From time to time, I’ve needed to reorganize PDF documents, by either combining several files into one large file or breaking up a large file into several small ones. Somewhat less often, I’ve needed to modify the metadata associated with the PDF files. In this post, I’ll discuss how to accomplish these on a modern linux system using ghostscript and other readily available utilities.

All these operations are perfectly safe as the original file is left untouched.

Merging PDF files

Our task is to merge several small PDF files into one large file. To do this, call ghostscript like this.

$ gs -dBATCH -dNOPAUSE -sDEVICE=pdfwrite -sOutputFile=$OUTPUT $INPUT1 $INPUT2 ...

The options are simple. -dBATCH sets up ghostscript to run in batch mode. This will cause gs to exit at the end of the run, rather than spawn a ghostscript shell. -dNOPAUSE tells ghostscript to move from file to file without pausing for user input (which is the default behavior). -sDEVICE sets the output device to be the PDF generator and -sOutputFile is the name or path to the output PDF file. Simple enough. If you’d rather not see any output on the screen, pass the -q flag to suppress it.

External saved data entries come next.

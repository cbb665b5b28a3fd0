//! Combining maps: physical concatenation and stage composition.

use std::path::{Component, Path, PathBuf};

use super::{Mapping, Position, SourceMap};

/// Map of `a` followed by `b` in one generated file.
///
/// `b`'s generated lines shift down by `a`'s line count, its sources are
/// rewritten relative to `a`'s output file, and source/name tables are
/// merged without duplicates.
pub fn concat(a: &SourceMap, b: &SourceMap) -> SourceMap {
    let offset = a.line_count();
    let mut out = a.clone();

    let source_ids: Vec<u32> = b
        .sources
        .iter()
        .map(|source| intern(&mut out.sources, rebase_source(source, &b.file, &a.file)))
        .collect();
    let name_ids: Vec<u32> = b
        .names
        .iter()
        .map(|name| intern(&mut out.names, name.clone()))
        .collect();

    out.mappings.extend(b.mappings.iter().filter_map(|m| {
        Some(Mapping {
            generated: Position::new(m.generated.line + offset, m.generated.column),
            original: m.original,
            source: *source_ids.get(m.source as usize)?,
            name: m.name.and_then(|n| name_ids.get(n as usize).copied()),
        })
    }));
    out.line_count = Some(offset + b.line_count());
    out
}

/// Map of `second` applied on top of `first`.
///
/// `first` maps stage-one output back to the original sources; `second`
/// maps stage-two output back to stage-one output. Each `second` mapping
/// is traced through the closest `first` mapping at or before its
/// original position. Mappings that precede every `first` mapping are
/// dropped.
pub fn compose(first: &SourceMap, second: &SourceMap) -> SourceMap {
    if first.is_empty() {
        return second.clone();
    }
    let mut sorted;
    let first_mappings = if first.mappings.is_sorted_by_key(|m| m.generated) {
        first.mappings.as_slice()
    } else {
        sorted = first.mappings.clone();
        sorted.sort_by_key(|m| m.generated);
        sorted.as_slice()
    };

    let mappings = second
        .mappings
        .iter()
        .filter_map(|m| {
            let origin = bsearch_mappings(first_mappings, m.original)?;
            Some(Mapping {
                generated: m.generated,
                original: origin.original,
                source: origin.source,
                name: origin.name,
            })
        })
        .collect();

    SourceMap {
        version: second.version,
        file: second.file.clone(),
        mappings,
        sources: first.sources.clone(),
        names: first.names.clone(),
        line_count: second.line_count,
    }
}

/// Mapping with the greatest generated position `<= offset`.
///
/// `mappings` must be sorted by generated position.
pub fn bsearch_mappings(mappings: &[Mapping], offset: Position) -> Option<&Mapping> {
    let upper = mappings.partition_point(|m| m.generated <= offset);
    upper.checked_sub(1).map(|i| &mappings[i])
}

fn intern(table: &mut Vec<String>, value: String) -> u32 {
    let index = match table.iter().position(|v| *v == value) {
        Some(i) => i,
        None => {
            table.push(value);
            table.len() - 1
        }
    };
    u32::try_from(index).unwrap_or(u32::MAX)
}

/// Rewrite `source` (relative to `from_file`) to be relative to `to_file`.
fn rebase_source(source: &str, from_file: &str, to_file: &str) -> String {
    let source_path = Path::new(source);
    if source_path.is_absolute() || source.contains("://") {
        return source.to_string();
    }

    let from_dir = Path::new(from_file).parent().unwrap_or(Path::new(""));
    let to_dir = Path::new(to_file).parent().unwrap_or(Path::new(""));
    if from_dir == to_dir {
        return source.to_string();
    }

    let target = normalize(&from_dir.join(source_path));
    relative_to(&target, &normalize(to_dir))
        .to_string_lossy()
        .into_owned()
}

/// Lexically resolve `.` and `..` components.
fn normalize(path: &Path) -> PathBuf {
    let mut out = PathBuf::new();
    for component in path.components() {
        match component {
            Component::CurDir => {}
            Component::ParentDir => {
                if !out.pop() {
                    out.push("..");
                }
            }
            other => out.push(other.as_os_str()),
        }
    }
    out
}

fn relative_to(target: &Path, base: &Path) -> PathBuf {
    let target: Vec<_> = target.components().collect();
    let base: Vec<_> = base.components().collect();
    let common = target
        .iter()
        .zip(&base)
        .take_while(|(a, b)| a == b)
        .count();

    let mut out = PathBuf::new();
    for _ in common..base.len() {
        out.push("..");
    }
    for component in &target[common..] {
        out.push(component.as_os_str());
    }
    out
}

#[cfg(test)]
mod tests {
    use super::*;

    fn m(gl: u32, gc: u32, ol: u32, oc: u32) -> Mapping {
        Mapping {
            generated: Position::new(gl, gc),
            original: Position::new(ol, oc),
            source: 0,
            name: None,
        }
    }

    fn map(file: &str, source: &str, mappings: Vec<Mapping>) -> SourceMap {
        SourceMap::from_mappings(file, mappings, vec![source.to_string()], vec![])
    }

    #[test]
    fn test_concat_shifts_by_first_line_count() {
        let m1 = map("bundle.js", "a.js", vec![m(1, 0, 1, 0), m(2, 0, 2, 0), m(3, 0, 3, 0)])
            .with_line_count(3);
        let m2 = map("bundle.js", "b.js", vec![m(1, 0, 1, 0), m(2, 4, 2, 0)]).with_line_count(2);

        let joined = concat(&m1, &m2);
        assert_eq!(joined.line_count(), 5);
        assert_eq!(joined.sources, vec!["a.js".to_string(), "b.js".to_string()]);

        let tail: Vec<_> = joined.mappings[3..].to_vec();
        assert_eq!(tail.len(), 2);
        assert_eq!(tail[0].generated, Position::new(4, 0));
        assert_eq!(tail[1].generated, Position::new(5, 4));
        assert!(tail.iter().all(|t| t.source == 1));
        // Original positions untouched
        assert_eq!(tail[1].original, Position::new(2, 0));
    }

    #[test]
    fn test_concat_dedups_sources_and_names() {
        let mut a = map("out.js", "shared.js", vec![m(1, 0, 1, 0)]).with_line_count(1);
        a.names = vec!["init".into()];
        let mut b = map("out.js", "shared.js", vec![m(1, 0, 5, 0)]).with_line_count(1);
        b.names = vec!["init".into()];
        b.mappings[0].name = Some(0);

        let joined = concat(&a, &b);
        assert_eq!(joined.sources.len(), 1);
        assert_eq!(joined.names.len(), 1);
        assert_eq!(joined.mappings[1].name, Some(0));
    }

    #[test]
    fn test_concat_rebases_sources() {
        let a = map("assets/app.js", "app.js", vec![m(1, 0, 1, 0)]).with_line_count(1);
        let b = map("assets/vendor/lib.js", "lib.js", vec![m(1, 0, 1, 0)]).with_line_count(1);
        let joined = concat(&a, &b);
        assert_eq!(joined.sources[1], "vendor/lib.js");

        let c = map("assets/vendor/lib.js", "../shared/util.js", vec![m(1, 0, 1, 0)]);
        let joined = concat(&a, &c);
        assert_eq!(joined.sources[1], "shared/util.js");
    }

    #[test]
    fn test_concat_without_line_count_uses_last_line() {
        let a = map("out.js", "a.js", vec![m(1, 0, 1, 0), m(4, 0, 4, 0)]);
        let b = map("out.js", "b.js", vec![m(1, 0, 1, 0)]);
        let joined = concat(&a, &b);
        assert_eq!(joined.mappings[2].generated.line, 5);
    }

    #[test]
    fn test_compose_traces_through_first_stage() {
        // Stage one: app.coffee → app.js (line 10 of source lands on line 2)
        let first = map(
            "app.js",
            "app.coffee",
            vec![m(1, 0, 1, 0), m(2, 0, 10, 0), m(2, 8, 10, 4)],
        );
        // Stage two: app.js → app.min.js (everything on line 1)
        let second = map(
            "app.min.js",
            "app.js",
            vec![m(1, 0, 1, 0), m(1, 12, 2, 0), m(1, 20, 2, 9)],
        );

        let combined = compose(&first, &second);
        assert_eq!(combined.file, "app.min.js");
        assert_eq!(combined.sources, vec!["app.coffee".to_string()]);
        assert_eq!(combined.mappings.len(), 3);
        assert_eq!(combined.mappings[1].generated, Position::new(1, 12));
        assert_eq!(combined.mappings[1].original, Position::new(10, 0));
        // Column 9 on line 2 falls after the (2, 8) mapping
        assert_eq!(combined.mappings[2].original, Position::new(10, 4));
    }

    #[test]
    fn test_compose_drops_unmapped_positions() {
        let first = map("a.js", "a.coffee", vec![m(3, 0, 1, 0)]);
        let second = map("a.min.js", "a.js", vec![m(1, 0, 1, 0), m(1, 5, 3, 2)]);
        let combined = compose(&first, &second);
        assert_eq!(combined.mappings.len(), 1);
        assert_eq!(combined.mappings[0].generated, Position::new(1, 5));
    }

    #[test]
    fn test_compose_with_empty_side() {
        let full = map("a.js", "a.coffee", vec![m(1, 0, 1, 0)]);
        assert_eq!(compose(&SourceMap::new("a.coffee.js"), &full), full);

        // Nothing in the final output maps anywhere
        let combined = compose(&map("a.js", "a.coffee", vec![m(5, 0, 9, 0)]), &SourceMap::new("a.min.js"));
        assert_eq!(combined.file, "a.min.js");
        assert!(combined.mappings.is_empty());
    }

    #[test]
    fn test_bsearch_lower_bound() {
        let mappings = vec![m(1, 0, 1, 0), m(1, 10, 1, 5), m(3, 0, 2, 0)];
        assert_eq!(bsearch_mappings(&mappings, Position::new(1, 10)), Some(&mappings[1]));
        assert_eq!(bsearch_mappings(&mappings, Position::new(2, 99)), Some(&mappings[1]));
        assert_eq!(bsearch_mappings(&mappings, Position::new(9, 0)), Some(&mappings[2]));
        assert!(bsearch_mappings(&mappings[1..], Position::new(1, 0)).is_none());
        assert!(bsearch_mappings(&[], Position::new(1, 0)).is_none());
    }
}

Extracting portions of a PDF file

In this task, I need to extract, say, pages 24 through 48 from a large PDF file. This could be a chapter from a book or a section of the class notes you want to distribute. For this task, call ghostscript like so.

$ gs -dBATCH -dNOPAUSE -sDEVICE=pdfwrite -dFirstPage=$FIRSTPAGE -dLastPage=$LASTPAGE -sOutputFile=$OUTPUT $INPUT

Again, the options are easy to understand. Several of these are repeats from the previous section. The new ones, -dFirstPage and -dLastPage are the beginning and ending page numbers to extract. These can be the same page, in which case, only that page will be extracted.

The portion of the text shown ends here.